An alumnus of UCLA, Morton La Kretz is a prolific philanthropist focused on education, the environment and conservation. Among his many significant works are UCLA’s La Kretz Hall, that campus’s first LEED-rated building and home to the university’s Institute of the Environment; Cal State L.A.’s La Kretz Hall of Science; the La Kretz Innovation Campus at the Los Angeles CleanTech Incubator; and the La Kretz Watershed Garden at TreePeople, a nonprofit environmental advocacy group.

The UCLA La Kretz Center for California Conservation Science established by La Kretz served as inspiration for the envisioned La Kretz Research Center at Sedgwick Reserve.

“My dad has seen my involvement at Sedgwick and how well it dovetailed with his programs at UCLA: The Institute of Environment and Sustainability and the La Kretz Center for California Conservation Science,” said Duttenhaver. “The La Kretz Research Center at Sedgwick Reserve was a logical extension of that focus on the environment. A longer-term vision is to create a ‘necklace’ of these types of centers throughout the UC system and state.”

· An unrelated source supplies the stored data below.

#![deny(missing_docs)]
#![doc = env!("CARGO_PKG_DESCRIPTION")]

/// path animation module.
pub mod animate;

/// error types for the warping pipeline.
pub mod error;

/// pluggable scale fields anchored at a reference point.
pub mod field;

/// utilities for interpolation.
pub mod interpolation;

/// module containing parallization utilities.
pub mod parallel;

/// observer-centered geometric warps.
pub mod warp;

pub use error::WarpError;
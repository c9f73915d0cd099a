//! Grid construction and pixel interpolation for geometric warps.
//!
//! # Building blocks
//!
//! - [`grid`]: pixel axes and per-pixel coordinate grids of an image
//! - [`bilinear_interpolation`]: per-channel bilinear kernel over a rectilinear grid
//! - [`remap_regular_grid`]: resample a whole image at arbitrary query coordinates
//!
//! Queries that fall outside the source grid resample to 0 in every channel.

mod bilinear;

/// Grid generation and coordinate mapping utilities.
///
/// Functions for generating coordinate meshgrids used in image warping
/// and transformation operations.
pub mod grid;

mod remap;

pub use bilinear::bilinear_interpolation;
pub use remap::remap_regular_grid;
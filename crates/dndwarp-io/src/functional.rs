use std::{fs::File, io::BufWriter, path::Path, time::Duration};

use dndwarp_image::{ops, Image, ImageSize};
use image::{
    codecs::gif::{GifEncoder, Repeat},
    Delay, DynamicImage, Frame, RgbImage,
};

use crate::error::IoError;

/// A decoded image, keeping whether the source carried an alpha channel.
#[derive(Clone, Debug, PartialEq)]
pub enum DecodedImage {
    /// 8-bit RGB image
    Rgb8(Image<u8, 3>),
    /// 8-bit RGB image with alpha channel
    Rgba8(Image<u8, 4>),
}

impl DecodedImage {
    /// The size of the decoded image.
    pub fn size(&self) -> ImageSize {
        match self {
            DecodedImage::Rgb8(img) => img.size(),
            DecodedImage::Rgba8(img) => img.size(),
        }
    }

    /// The RGB channels of the image.
    ///
    /// An alpha channel is dropped, the color channels are kept as they are.
    pub fn into_rgb8(self) -> Result<Image<u8, 3>, IoError> {
        match self {
            DecodedImage::Rgb8(img) => Ok(img),
            DecodedImage::Rgba8(img) => {
                log::warn!("dropping the alpha channel of a {} image", img.size());
                Ok(ops::take_channels::<_, 4, 3>(&img)?)
            }
        }
    }
}

/// Timing of an animated output.
#[derive(Clone, Copy, Debug, PartialEq, Eq)]
pub struct FrameTiming {
    /// How long every frame is displayed.
    pub frame_delay: Duration,
    /// Whether the animation loops forever or plays once.
    pub infinite_loop: bool,
}

impl Default for FrameTiming {
    fn default() -> Self {
        Self {
            frame_delay: Duration::from_millis(100),
            infinite_loop: true,
        }
    }
}

/// Reads an image from the given file path.
///
/// The method tries to read from any image format supported by the image crate.
/// Gray and 16-bit images are converted to 8-bit RGB(A).
///
/// # Arguments
///
/// * `file_path` - The path to a valid image file.
///
/// # Returns
///
/// The decoded image.
pub fn read_image_any(file_path: impl AsRef<Path>) -> Result<DecodedImage, IoError> {
    let file_path = file_path.as_ref();

    // verify the file exists
    if !file_path.exists() {
        return Err(IoError::FileDoesNotExist(file_path.to_path_buf()));
    }

    let img = image::ImageReader::open(file_path)?
        .with_guessed_format()?
        .decode()?;

    let size = ImageSize {
        width: img.width() as usize,
        height: img.height() as usize,
    };

    let image = if img.color().has_alpha() {
        DecodedImage::Rgba8(Image::new(size, img.into_rgba8().into_raw())?)
    } else {
        DecodedImage::Rgb8(Image::new(size, img.into_rgb8().into_raw())?)
    };

    Ok(image)
}

fn to_rgb_image(image: &Image<u8, 3>) -> Result<RgbImage, IoError> {
    let [width, height]: [u32; 2] = image.size().into();
    RgbImage::from_raw(width, height, image.as_slice().to_vec()).ok_or(
        IoError::ImageCreationError(dndwarp_image::ImageError::InvalidChannelShape(
            image.as_slice().len(),
            image.width() * image.height() * 3,
        )),
    )
}

/// Writes an RGB image to the given file path.
///
/// The format is chosen from the file extension.
pub fn write_image_any(file_path: impl AsRef<Path>, image: &Image<u8, 3>) -> Result<(), IoError> {
    to_rgb_image(image)?.save(file_path)?;
    Ok(())
}

/// Writes a sequence of RGB frames as an animated GIF.
///
/// # Arguments
///
/// * `file_path` - The path of the GIF file.
/// * `frames` - The frames in display order, all of the same size.
/// * `timing` - The frame delay and loop policy.
pub fn write_gif_animation(
    file_path: impl AsRef<Path>,
    frames: &[Image<u8, 3>],
    timing: FrameTiming,
) -> Result<(), IoError> {
    let first = frames.first().ok_or(IoError::NoFrames)?;

    if let Some((index, frame)) = frames
        .iter()
        .enumerate()
        .find(|(_, f)| f.size() != first.size())
    {
        return Err(IoError::FrameSizeMismatch(
            index,
            frame.size(),
            first.size(),
        ));
    }

    let file = File::create(file_path)?;
    let mut encoder = GifEncoder::new(BufWriter::new(file));
    // without a repeat extension the animation plays once
    if timing.infinite_loop {
        encoder.set_repeat(Repeat::Infinite)?;
    }

    let delay = Delay::from_saturating_duration(timing.frame_delay);
    for frame in frames {
        let rgba = DynamicImage::ImageRgb8(to_rgb_image(frame)?).into_rgba8();
        encoder.encode_frame(Frame::from_parts(rgba, 0, 0, delay))?;
    }

    Ok(())
}
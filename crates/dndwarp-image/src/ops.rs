use crate::{Image, ImageDtype, ImageError};

/// Keep the first `C_OUT` channels of every pixel and drop the rest.
///
/// This is how an RGBA grid is turned into the RGB grid the warping engine works
/// on. The extra channels are discarded, not blended.
///
/// # Errors
///
/// Returns [`ImageError::ChannelCountMismatch`] if `C_OUT > C_IN`.
///
/// Example:
///
/// ```
/// use dndwarp_image::{Image, ImageSize};
/// use dndwarp_image::ops::take_channels;
///
/// let rgba = Image::<u8, 4>::new(
///   ImageSize {
///     width: 1,
///     height: 1,
///   },
///   vec![1, 2, 3, 255],
/// ).unwrap();
///
/// let rgb = take_channels::<_, 4, 3>(&rgba).unwrap();
/// assert_eq!(rgb.as_slice(), &[1, 2, 3]);
/// ```
pub fn take_channels<T, const C_IN: usize, const C_OUT: usize>(
    src: &Image<T, C_IN>,
) -> Result<Image<T, C_OUT>, ImageError>
where
    T: Copy,
{
    if C_OUT > C_IN {
        return Err(ImageError::ChannelCountMismatch(C_OUT, C_IN));
    }

    let data = src
        .as_slice()
        .chunks_exact(C_IN)
        .flat_map(|pixel| pixel[..C_OUT].iter().copied())
        .collect();

    Image::new(src.size(), data)
}

/// Convert a float image into another pixel type via [`ImageDtype::from_f32`].
///
/// For `u8` the values are rounded to nearest and clamped to `0..=255`, so
/// `127.5` becomes `128` rather than being truncated.
pub fn convert<T, const C: usize>(src: &Image<f32, C>) -> Result<Image<T, C>, ImageError>
where
    T: ImageDtype,
{
    let data = src.as_slice().iter().map(|&x| T::from_f32(x)).collect();
    Image::new(src.size(), data)
}
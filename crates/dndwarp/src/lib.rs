#![doc = env!("CARGO_PKG_DESCRIPTION")]

#[doc(inline)]
pub use dndwarp_image as image;

#[doc(inline)]
pub use dndwarp_imgproc as imgproc;

#[doc(inline)]
pub use dndwarp_io as io;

The seven-site UCSB NRS is part of the larger, 39-property UC NRS, which at more than 750,000 acres of protected natural land is the largest system of its kind in the world. UCSB runs the most reserves of any UC campus. Sedgwick is the largest parcel in a collection that also includes Valentine Eastern Sierra Reserve in Mammoth Lakes, Kenneth S. Norris Rancho Marino Reserve in Cambria, Santa Cruz Island Reserve, Carpinteria Salt Marsh and Coal Oil Point in Goleta.

Wildlife biologist Kate McCurdy is Sedgwick’s longtime resident director.

“To be the manager of the Sedgwick Reserve during this transformational time has truly been the opportunity of a lifetime,” said McCurdy, addressing the impact of Duttenhaver’s partnership overall, and the new gift from her and her father. “Over the past decade I’ve had the privilege of guiding field station improvements to become a healthier, more vibrant place that now functions as an ecological reserve supported by an environmentally sustainable field station. But to be at the helm of the reserve’s next chapter in history is even more energizing.

 “The La Kretz Center’s central mission is noble: To enable students and faculty to apply their science skills to study ecological issues affecting the Santa Ynez Valley and other landscapes like it,” McCurdy added. “It is a dream possibility for someone wearing my boots to support a research center on an ecological reserve. I hope it can serve as a successful model for other centers like this to be formed in the future, as there are 38 other UC reserves in California that would of benefit from this collaborative synergy model.”